### Your assignment
Among the entries below, extract exactly the lines that run from the one with "assert_eq!(missing_kind.exit_code, ExitCode::from(1));" through the one with "assert_eq!(bad_kind.exit_code, ExitCode::from(1));", both ends included.

### Collected data entries
□ □ □ □ □

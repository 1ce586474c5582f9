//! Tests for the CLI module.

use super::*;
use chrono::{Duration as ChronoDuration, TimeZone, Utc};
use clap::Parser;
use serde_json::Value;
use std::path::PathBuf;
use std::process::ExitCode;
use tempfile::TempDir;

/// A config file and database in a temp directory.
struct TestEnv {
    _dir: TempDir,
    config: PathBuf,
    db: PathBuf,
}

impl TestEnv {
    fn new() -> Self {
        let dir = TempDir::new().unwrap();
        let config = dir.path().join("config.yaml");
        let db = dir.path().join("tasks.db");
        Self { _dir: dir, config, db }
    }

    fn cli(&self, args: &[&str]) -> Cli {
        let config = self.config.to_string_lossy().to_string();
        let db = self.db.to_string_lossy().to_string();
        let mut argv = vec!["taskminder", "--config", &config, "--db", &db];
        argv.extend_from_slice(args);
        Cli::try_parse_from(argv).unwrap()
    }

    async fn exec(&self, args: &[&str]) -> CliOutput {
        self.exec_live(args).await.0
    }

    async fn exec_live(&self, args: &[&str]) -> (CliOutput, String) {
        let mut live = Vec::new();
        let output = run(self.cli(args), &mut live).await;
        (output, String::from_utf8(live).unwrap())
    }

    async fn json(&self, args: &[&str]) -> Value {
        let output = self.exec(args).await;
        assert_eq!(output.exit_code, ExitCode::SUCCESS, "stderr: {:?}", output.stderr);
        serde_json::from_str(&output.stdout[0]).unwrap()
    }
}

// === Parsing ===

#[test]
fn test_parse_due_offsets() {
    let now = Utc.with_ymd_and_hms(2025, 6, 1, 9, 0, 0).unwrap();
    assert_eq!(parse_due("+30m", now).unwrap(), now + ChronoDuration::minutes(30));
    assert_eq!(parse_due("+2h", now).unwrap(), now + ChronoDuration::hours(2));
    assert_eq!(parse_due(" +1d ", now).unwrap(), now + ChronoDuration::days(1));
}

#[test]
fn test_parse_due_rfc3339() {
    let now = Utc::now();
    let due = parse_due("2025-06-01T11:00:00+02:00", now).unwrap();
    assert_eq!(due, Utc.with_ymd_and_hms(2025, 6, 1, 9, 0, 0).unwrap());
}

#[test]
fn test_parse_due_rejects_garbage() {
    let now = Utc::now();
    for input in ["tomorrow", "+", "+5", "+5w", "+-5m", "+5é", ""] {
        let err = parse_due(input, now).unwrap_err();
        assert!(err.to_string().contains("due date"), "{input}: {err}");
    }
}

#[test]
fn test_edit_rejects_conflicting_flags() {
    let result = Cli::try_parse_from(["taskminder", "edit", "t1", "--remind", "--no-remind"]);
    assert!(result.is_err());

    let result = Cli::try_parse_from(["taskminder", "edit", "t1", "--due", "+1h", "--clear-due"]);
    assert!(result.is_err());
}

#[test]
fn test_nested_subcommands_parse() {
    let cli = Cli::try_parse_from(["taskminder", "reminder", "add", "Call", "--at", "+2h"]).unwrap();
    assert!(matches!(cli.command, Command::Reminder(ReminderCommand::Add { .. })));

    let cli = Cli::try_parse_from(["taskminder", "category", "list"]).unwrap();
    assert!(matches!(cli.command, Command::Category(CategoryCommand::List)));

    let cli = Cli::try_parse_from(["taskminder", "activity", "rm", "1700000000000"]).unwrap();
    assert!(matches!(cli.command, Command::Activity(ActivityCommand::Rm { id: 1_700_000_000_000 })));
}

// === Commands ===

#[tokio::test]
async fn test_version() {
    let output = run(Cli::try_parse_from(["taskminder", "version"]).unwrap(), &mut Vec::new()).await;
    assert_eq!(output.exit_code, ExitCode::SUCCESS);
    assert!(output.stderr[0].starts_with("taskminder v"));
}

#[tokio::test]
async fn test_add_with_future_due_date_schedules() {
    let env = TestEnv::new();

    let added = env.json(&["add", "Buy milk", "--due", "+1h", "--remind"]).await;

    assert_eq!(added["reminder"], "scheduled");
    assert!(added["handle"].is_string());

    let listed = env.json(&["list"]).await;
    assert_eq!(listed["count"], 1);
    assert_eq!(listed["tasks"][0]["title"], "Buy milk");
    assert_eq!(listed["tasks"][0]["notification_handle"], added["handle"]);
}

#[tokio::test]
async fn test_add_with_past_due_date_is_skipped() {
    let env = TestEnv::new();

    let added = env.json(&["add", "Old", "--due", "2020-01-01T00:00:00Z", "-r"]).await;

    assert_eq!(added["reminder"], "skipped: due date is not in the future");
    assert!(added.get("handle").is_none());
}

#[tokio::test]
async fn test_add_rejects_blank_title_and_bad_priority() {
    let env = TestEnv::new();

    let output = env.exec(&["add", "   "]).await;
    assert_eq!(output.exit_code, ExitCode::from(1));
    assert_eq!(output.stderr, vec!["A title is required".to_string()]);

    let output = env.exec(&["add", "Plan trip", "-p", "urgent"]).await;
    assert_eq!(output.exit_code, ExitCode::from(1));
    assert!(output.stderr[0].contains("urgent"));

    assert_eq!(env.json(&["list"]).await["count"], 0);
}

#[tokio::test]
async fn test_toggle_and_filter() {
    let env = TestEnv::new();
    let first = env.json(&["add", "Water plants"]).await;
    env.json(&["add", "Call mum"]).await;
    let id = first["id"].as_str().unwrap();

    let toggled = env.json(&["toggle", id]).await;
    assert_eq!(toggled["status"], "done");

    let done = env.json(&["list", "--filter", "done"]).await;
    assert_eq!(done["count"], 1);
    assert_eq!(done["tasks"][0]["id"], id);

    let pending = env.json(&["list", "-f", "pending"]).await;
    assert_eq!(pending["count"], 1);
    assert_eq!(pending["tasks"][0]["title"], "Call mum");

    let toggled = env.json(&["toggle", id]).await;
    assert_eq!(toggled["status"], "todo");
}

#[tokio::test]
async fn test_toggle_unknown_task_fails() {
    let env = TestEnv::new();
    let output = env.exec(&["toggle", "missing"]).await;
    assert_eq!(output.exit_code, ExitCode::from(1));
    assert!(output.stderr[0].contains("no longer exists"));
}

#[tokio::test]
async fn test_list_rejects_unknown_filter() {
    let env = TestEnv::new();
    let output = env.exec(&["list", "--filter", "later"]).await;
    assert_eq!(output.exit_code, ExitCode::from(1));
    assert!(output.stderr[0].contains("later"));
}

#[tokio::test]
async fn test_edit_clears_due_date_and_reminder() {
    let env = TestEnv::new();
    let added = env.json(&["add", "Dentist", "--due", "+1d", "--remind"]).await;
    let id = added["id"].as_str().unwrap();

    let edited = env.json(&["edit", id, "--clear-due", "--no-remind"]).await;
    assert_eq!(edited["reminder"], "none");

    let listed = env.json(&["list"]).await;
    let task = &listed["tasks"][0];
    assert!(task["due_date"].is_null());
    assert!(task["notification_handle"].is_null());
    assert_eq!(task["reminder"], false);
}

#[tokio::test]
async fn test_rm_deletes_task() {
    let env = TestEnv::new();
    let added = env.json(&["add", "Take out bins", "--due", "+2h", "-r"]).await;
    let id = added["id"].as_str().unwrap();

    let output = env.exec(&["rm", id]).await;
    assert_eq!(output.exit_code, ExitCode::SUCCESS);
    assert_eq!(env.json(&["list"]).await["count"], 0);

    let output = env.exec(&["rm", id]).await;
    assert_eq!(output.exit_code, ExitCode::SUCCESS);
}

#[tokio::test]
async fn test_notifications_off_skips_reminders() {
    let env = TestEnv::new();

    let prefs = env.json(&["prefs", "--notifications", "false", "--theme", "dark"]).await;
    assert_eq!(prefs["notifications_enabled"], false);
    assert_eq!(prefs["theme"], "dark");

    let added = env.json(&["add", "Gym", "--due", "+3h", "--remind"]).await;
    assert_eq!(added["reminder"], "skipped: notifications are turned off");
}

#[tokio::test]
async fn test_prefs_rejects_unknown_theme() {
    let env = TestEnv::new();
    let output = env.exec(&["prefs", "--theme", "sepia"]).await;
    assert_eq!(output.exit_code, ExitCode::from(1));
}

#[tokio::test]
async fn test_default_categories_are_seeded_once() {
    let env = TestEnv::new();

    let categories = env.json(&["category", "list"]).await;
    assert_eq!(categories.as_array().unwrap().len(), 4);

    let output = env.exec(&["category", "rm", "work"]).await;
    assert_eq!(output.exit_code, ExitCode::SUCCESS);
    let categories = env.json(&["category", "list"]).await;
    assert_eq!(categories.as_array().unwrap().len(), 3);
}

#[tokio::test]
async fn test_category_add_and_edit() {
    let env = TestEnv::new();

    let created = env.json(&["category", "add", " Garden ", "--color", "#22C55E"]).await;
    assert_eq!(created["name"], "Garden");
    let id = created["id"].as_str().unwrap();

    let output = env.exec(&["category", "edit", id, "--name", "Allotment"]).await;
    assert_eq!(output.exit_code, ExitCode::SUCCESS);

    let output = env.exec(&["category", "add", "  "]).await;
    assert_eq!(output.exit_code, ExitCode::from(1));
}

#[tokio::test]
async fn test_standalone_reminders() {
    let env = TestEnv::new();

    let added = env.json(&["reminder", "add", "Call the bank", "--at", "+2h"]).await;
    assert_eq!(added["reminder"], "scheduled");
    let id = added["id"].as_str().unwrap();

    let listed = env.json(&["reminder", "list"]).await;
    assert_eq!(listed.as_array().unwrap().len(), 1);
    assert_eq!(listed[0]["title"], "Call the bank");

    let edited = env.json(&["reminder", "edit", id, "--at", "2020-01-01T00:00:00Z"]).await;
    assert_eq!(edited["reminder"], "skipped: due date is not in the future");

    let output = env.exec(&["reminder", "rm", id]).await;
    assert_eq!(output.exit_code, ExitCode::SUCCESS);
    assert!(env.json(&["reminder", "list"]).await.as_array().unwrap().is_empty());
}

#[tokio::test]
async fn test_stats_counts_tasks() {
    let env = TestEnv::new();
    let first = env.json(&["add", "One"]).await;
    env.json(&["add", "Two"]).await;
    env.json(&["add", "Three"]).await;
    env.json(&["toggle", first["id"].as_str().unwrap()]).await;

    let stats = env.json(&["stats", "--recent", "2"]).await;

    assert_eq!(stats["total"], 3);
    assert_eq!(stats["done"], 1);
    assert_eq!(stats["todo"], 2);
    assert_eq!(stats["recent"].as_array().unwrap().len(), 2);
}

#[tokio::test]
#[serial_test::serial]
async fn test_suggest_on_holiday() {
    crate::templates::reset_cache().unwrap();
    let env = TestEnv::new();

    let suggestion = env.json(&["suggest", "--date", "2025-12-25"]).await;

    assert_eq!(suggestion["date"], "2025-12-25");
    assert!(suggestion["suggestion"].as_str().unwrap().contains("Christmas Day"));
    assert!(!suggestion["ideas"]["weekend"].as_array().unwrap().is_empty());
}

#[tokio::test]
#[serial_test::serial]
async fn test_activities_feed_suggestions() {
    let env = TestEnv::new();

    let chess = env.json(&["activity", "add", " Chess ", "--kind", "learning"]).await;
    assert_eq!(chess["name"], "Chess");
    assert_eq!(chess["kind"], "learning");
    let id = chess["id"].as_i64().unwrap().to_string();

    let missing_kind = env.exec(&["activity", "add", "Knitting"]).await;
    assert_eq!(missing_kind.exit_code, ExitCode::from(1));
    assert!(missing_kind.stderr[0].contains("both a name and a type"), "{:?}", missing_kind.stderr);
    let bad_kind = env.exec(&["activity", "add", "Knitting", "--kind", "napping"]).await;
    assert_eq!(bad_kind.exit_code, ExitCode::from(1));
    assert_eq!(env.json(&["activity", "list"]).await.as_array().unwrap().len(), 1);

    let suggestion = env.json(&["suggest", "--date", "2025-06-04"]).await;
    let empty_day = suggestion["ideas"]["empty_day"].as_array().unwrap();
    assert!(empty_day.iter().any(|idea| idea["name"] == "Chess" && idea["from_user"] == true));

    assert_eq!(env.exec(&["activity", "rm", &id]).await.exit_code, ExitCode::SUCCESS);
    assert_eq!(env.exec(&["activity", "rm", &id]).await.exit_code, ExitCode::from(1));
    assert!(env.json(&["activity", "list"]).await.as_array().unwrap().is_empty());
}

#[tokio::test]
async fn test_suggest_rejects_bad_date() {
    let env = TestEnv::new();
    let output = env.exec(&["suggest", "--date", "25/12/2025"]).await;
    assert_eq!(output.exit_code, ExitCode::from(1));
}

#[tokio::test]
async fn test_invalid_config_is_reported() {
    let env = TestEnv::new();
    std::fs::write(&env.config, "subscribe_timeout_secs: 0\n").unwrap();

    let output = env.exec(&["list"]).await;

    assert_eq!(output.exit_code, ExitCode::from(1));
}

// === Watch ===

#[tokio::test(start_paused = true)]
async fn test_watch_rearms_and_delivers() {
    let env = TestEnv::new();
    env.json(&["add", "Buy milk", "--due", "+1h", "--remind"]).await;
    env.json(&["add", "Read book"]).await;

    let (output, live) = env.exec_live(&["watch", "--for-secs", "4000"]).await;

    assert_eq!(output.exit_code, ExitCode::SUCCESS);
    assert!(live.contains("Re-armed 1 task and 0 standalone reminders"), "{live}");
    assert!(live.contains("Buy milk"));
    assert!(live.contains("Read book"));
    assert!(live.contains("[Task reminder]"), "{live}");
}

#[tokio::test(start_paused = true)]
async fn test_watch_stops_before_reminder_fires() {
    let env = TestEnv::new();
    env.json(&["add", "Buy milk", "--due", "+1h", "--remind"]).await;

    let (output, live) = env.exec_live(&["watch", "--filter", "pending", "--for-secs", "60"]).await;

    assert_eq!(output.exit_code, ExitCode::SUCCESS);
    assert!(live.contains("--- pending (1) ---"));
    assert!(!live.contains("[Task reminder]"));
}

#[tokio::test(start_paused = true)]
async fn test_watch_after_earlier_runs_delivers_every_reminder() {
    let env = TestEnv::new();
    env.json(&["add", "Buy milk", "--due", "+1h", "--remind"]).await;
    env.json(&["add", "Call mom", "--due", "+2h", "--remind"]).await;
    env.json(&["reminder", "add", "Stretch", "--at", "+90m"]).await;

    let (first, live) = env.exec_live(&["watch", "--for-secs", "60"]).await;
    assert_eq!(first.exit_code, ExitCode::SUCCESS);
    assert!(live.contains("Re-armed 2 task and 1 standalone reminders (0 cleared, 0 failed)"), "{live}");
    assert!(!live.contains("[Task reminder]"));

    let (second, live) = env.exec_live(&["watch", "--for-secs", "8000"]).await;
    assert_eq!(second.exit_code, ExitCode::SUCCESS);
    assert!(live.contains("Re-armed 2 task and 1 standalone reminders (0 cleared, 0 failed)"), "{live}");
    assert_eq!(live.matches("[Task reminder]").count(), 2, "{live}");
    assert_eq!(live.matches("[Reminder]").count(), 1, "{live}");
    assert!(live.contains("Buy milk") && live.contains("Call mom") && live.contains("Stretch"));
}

□ □ □ □ □

### Solution for this exercise
    assert_eq!(missing_kind.exit_code, ExitCode::from(1));
    assert!(missing_kind.stderr[0].contains("both a name and a type"), "{:?}", missing_kind.stderr);
    let bad_kind = env.exec(&["activity", "add", "Knitting", "--kind", "napping"]).await;
    assert_eq!(bad_kind.exit_code, ExitCode::from(1));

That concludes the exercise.